====== Extracted material
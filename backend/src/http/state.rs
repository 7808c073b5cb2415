//! Application state for the HTTP server.

use std::sync::Arc;
use crate::db::repository::ShipmentRepository;

/// Shared application state passed to all handlers.
#[derive(Clone)]
pub struct AppState {
    /// Data source every page load fetches from
    pub repository: Arc<dyn ShipmentRepository>,
}

impl AppState {
    /// Create a new application state with the given repository.
    pub fn new(repository: Arc<dyn ShipmentRepository>) -> Self {
        Self { repository }
    }
}
//! Shipment and milestone records as delivered by the data source.
//!
//! The model tolerates incomplete data: every core field may be missing or
//! `null`, and `milestones` may be absent or not an array at all. Validity is
//! a derived property computed in [`crate::services::shipment_utils`].

use serde::{Deserialize, Deserializer, Serialize};
use serde_json::Value;

/// Read any JSON scalar as text. `null` stays `None`; numbers, booleans and
/// nested values keep their JSON rendering so they can still be flagged.
fn lenient_string<'de, D>(deserializer: D) -> Result<Option<String>, D::Error>
where
    D: Deserializer<'de>,
{
    Ok(match Option::<Value>::deserialize(deserializer)? {
        None | Some(Value::Null) => None,
        Some(Value::String(s)) => Some(s),
        Some(other) => Some(other.to_string()),
    })
}

fn lenient_status<'de, D>(deserializer: D) -> Result<String, D::Error>
where
    D: Deserializer<'de>,
{
    lenient_string(deserializer).map(Option::unwrap_or_default)
}

/// Anything other than an array becomes an empty sequence. Array entries that
/// are not milestone objects are dropped.
fn lenient_milestones<'de, D>(deserializer: D) -> Result<Vec<Milestone>, D::Error>
where
    D: Deserializer<'de>,
{
    Ok(match Option::<Value>::deserialize(deserializer)? {
        Some(Value::Array(items)) => items
            .into_iter()
            .filter(Value::is_object)
            .filter_map(|item| serde_json::from_value(item).ok())
            .collect(),
        _ => Vec::new(),
    })
}

/// One event in a shipment's lifecycle.
#[derive(Debug, Clone, PartialEq, Eq, Default, Serialize, Deserialize)]
pub struct Milestone {
    #[serde(default, deserialize_with = "lenient_string", skip_serializing_if = "Option::is_none")]
    pub id: Option<String>,
    #[serde(default, deserialize_with = "lenient_status")]
    pub status: String,
    #[serde(default, deserialize_with = "lenient_string")]
    pub timestamp: Option<String>,
}

impl Milestone {
    pub fn new(status: impl Into<String>, timestamp: Option<&str>) -> Self {
        Self {
            id: None,
            status: status.into(),
            timestamp: timestamp.map(str::to_string),
        }
    }

    pub fn with_id(mut self, id: impl Into<String>) -> Self {
        self.id = Some(id.into());
        self
    }

    pub fn timestamp(&self) -> Option<&str> {
        self.timestamp.as_deref()
    }
}

/// A tracked delivery record.
#[derive(Debug, Clone, PartialEq, Eq, Default, Serialize, Deserialize)]
pub struct Shipment {
    #[serde(default, deserialize_with = "lenient_string")]
    pub id: Option<String>,
    #[serde(default, deserialize_with = "lenient_string")]
    pub customer: Option<String>,
    #[serde(default, deserialize_with = "lenient_string")]
    pub origin: Option<String>,
    #[serde(default, deserialize_with = "lenient_string")]
    pub destination: Option<String>,
    #[serde(default, deserialize_with = "lenient_milestones")]
    pub milestones: Vec<Milestone>,
}

impl Shipment {
    /// Shipment with all core fields set and no milestones.
    pub fn new(
        id: impl Into<String>,
        customer: impl Into<String>,
        origin: impl Into<String>,
        destination: impl Into<String>,
    ) -> Self {
        Self {
            id: Some(id.into()),
            customer: Some(customer.into()),
            origin: Some(origin.into()),
            destination: Some(destination.into()),
            milestones: Vec::new(),
        }
    }

    pub fn with_milestones(mut self, milestones: Vec<Milestone>) -> Self {
        self.milestones = milestones;
        self
    }

    /// Identifier used for expansion state; a missing id maps to `""`.
    pub fn key(&self) -> &str {
        self.id.as_deref().unwrap_or_default()
    }
}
============
**Your assignment**:
Where the string "missing" turns up in a line of the data above, copy that whole line.

**Exercise answer**:
//! The model tolerates incomplete data: every core field may be missing or
    /// Identifier used for expansion state; a missing id maps to `""`.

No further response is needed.